Your answer should be the full set of records, printed exactly as they stand.

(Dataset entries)

=== Section Start ===

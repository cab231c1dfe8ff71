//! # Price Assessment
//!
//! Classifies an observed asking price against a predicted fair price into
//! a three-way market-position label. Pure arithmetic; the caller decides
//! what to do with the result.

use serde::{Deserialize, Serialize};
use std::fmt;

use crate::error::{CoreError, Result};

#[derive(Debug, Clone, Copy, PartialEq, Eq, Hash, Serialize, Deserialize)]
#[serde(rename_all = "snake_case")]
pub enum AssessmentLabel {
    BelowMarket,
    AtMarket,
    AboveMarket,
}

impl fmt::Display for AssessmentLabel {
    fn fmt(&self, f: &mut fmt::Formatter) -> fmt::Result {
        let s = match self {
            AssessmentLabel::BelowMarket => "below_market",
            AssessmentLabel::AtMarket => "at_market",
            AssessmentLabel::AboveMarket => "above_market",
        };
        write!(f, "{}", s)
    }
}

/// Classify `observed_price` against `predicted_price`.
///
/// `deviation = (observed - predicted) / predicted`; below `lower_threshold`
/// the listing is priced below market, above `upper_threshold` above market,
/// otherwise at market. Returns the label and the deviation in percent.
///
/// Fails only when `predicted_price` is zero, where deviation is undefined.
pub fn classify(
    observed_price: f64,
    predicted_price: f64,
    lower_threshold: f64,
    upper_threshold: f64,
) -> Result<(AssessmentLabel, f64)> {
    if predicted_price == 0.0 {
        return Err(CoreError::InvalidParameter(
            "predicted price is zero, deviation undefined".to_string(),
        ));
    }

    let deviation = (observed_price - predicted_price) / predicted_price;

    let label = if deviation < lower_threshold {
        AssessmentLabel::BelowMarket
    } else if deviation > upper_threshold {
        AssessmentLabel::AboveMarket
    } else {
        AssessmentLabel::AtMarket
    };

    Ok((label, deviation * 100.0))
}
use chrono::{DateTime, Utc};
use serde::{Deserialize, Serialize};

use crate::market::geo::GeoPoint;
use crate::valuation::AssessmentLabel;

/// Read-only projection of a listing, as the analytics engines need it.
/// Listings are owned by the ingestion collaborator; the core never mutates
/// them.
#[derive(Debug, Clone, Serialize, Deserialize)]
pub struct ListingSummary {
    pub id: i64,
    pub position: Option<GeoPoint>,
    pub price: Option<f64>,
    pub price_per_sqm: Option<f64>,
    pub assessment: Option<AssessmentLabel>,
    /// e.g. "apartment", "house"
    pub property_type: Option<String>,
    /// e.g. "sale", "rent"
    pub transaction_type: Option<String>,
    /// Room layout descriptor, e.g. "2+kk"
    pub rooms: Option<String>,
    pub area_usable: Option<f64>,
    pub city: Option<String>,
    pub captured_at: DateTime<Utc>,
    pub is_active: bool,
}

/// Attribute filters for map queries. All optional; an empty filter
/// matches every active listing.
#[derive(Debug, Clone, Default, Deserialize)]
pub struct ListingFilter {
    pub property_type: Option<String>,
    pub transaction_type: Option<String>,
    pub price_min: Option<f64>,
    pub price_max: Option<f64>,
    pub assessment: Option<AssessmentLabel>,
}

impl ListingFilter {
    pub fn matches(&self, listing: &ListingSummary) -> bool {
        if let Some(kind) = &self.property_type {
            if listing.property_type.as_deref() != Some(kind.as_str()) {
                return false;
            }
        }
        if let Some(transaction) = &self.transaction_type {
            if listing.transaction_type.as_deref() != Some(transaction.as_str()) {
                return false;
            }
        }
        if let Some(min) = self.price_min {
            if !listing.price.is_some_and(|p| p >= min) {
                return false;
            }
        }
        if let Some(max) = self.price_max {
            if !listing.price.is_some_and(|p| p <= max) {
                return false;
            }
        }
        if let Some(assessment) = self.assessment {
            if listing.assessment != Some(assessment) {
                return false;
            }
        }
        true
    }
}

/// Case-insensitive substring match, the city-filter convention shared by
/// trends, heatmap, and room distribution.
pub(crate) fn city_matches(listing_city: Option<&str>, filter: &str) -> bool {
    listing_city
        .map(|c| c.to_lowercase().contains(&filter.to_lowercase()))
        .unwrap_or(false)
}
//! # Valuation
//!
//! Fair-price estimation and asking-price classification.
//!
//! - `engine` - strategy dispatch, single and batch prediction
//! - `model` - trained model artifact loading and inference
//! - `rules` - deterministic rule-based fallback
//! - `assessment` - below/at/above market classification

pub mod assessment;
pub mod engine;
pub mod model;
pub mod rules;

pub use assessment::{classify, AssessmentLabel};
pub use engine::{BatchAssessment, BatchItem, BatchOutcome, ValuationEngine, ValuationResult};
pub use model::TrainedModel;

=== Section End ===

## Task solution
repository cab231c1dfe8ff71
//! # Price Assessment
//!
//! Classifies an observed asking price against a predicted fair price into
//! a three-way market-position label. Pure arithmetic; the caller decides
//! what to do with the result.

use serde::{Deserialize, Serialize};
use std::fmt;

use crate::error::{CoreError, Result};

#[derive(Debug, Clone, Copy, PartialEq, Eq, Hash, Serialize, Deserialize)]
#[serde(rename_all = "snake_case")]
pub enum AssessmentLabel {
    BelowMarket,
    AtMarket,
    AboveMarket,
}

impl fmt::Display for AssessmentLabel {
    fn fmt(&self, f: &mut fmt::Formatter) -> fmt::Result {
        let s = match self {
            AssessmentLabel::BelowMarket => "below_market",
            AssessmentLabel::AtMarket => "at_market",
            AssessmentLabel::AboveMarket => "above_market",
        };
        write!(f, "{}", s)
    }
}

/// Classify `observed_price` against `predicted_price`.
///
/// `deviation = (observed - predicted) / predicted`; below `lower_threshold`
/// the listing is priced below market, above `upper_threshold` above market,
/// otherwise at market. Returns the label and the deviation in percent.
///
/// Fails only when `predicted_price` is zero, where deviation is undefined.
pub fn classify(
    observed_price: f64,
    predicted_price: f64,
    lower_threshold: f64,
    upper_threshold: f64,
) -> Result<(AssessmentLabel, f64)> {
    if predicted_price == 0.0 {
        return Err(CoreError::InvalidParameter(
            "predicted price is zero, deviation undefined".to_string(),
        ));
    }

    let deviation = (observed_price - predicted_price) / predicted_price;

    let label = if deviation < lower_threshold {
        AssessmentLabel::BelowMarket
    } else if deviation > upper_threshold {
        AssessmentLabel::AboveMarket
    } else {
        AssessmentLabel::AtMarket
    };

    Ok((label, deviation * 100.0))
}
use chrono::{DateTime, Utc};
use serde::{Deserialize, Serialize};

use crate::market::geo::GeoPoint;
use crate::valuation::AssessmentLabel;

/// Read-only projection of a listing, as the analytics engines need it.
/// Listings are owned by the ingestion collaborator; the core never mutates
/// them.
#[derive(Debug, Clone, Serialize, Deserialize)]
pub struct ListingSummary {
    pub id: i64,
    pub position: Option<GeoPoint>,
    pub price: Option<f64>,
    pub price_per_sqm: Option<f64>,
    pub assessment: Option<AssessmentLabel>,
    /// e.g. "apartment", "house"
    pub property_type: Option<String>,
    /// e.g. "sale", "rent"
    pub transaction_type: Option<String>,
    /// Room layout descriptor, e.g. "2+kk"
    pub rooms: Option<String>,
    pub area_usable: Option<f64>,
    pub city: Option<String>,
    pub captured_at: DateTime<Utc>,
    pub is_active: bool,
}

/// Attribute filters for map queries. All optional; an empty filter
/// matches every active listing.
#[derive(Debug, Clone, Default, Deserialize)]
pub struct ListingFilter {
    pub property_type: Option<String>,
    pub transaction_type: Option<String>,
    pub price_min: Option<f64>,
    pub price_max: Option<f64>,
    pub assessment: Option<AssessmentLabel>,
}

impl ListingFilter {
    pub fn matches(&self, listing: &ListingSummary) -> bool {
        if let Some(kind) = &self.property_type {
            if listing.property_type.as_deref() != Some(kind.as_str()) {
                return false;
            }
        }
        if let Some(transaction) = &self.transaction_type {
            if listing.transaction_type.as_deref() != Some(transaction.as_str()) {
                return false;
            }
        }
        if let Some(min) = self.price_min {
            if !listing.price.is_some_and(|p| p >= min) {
                return false;
            }
        }
        if let Some(max) = self.price_max {
            if !listing.price.is_some_and(|p| p <= max) {
                return false;
            }
        }
        if let Some(assessment) = self.assessment {
            if listing.assessment != Some(assessment) {
                return false;
            }
        }
        true
    }
}

/// Case-insensitive substring match, the city-filter convention shared by
/// trends, heatmap, and room distribution.
pub(crate) fn city_matches(listing_city: Option<&str>, filter: &str) -> bool {
    listing_city
        .map(|c| c.to_lowercase().contains(&filter.to_lowercase()))
        .unwrap_or(false)
}
//! # Valuation
//!
//! Fair-price estimation and asking-price classification.
//!
//! - `engine` - strategy dispatch, single and batch prediction
//! - `model` - trained model artifact loading and inference
//! - `rules` - deterministic rule-based fallback
//! - `assessment` - below/at/above market classification

pub mod assessment;
pub mod engine;
pub mod model;
pub mod rules;

pub use assessment::{classify, AssessmentLabel};
pub use engine::{BatchAssessment, BatchItem, BatchOutcome, ValuationEngine, ValuationResult};
pub use model::TrainedModel;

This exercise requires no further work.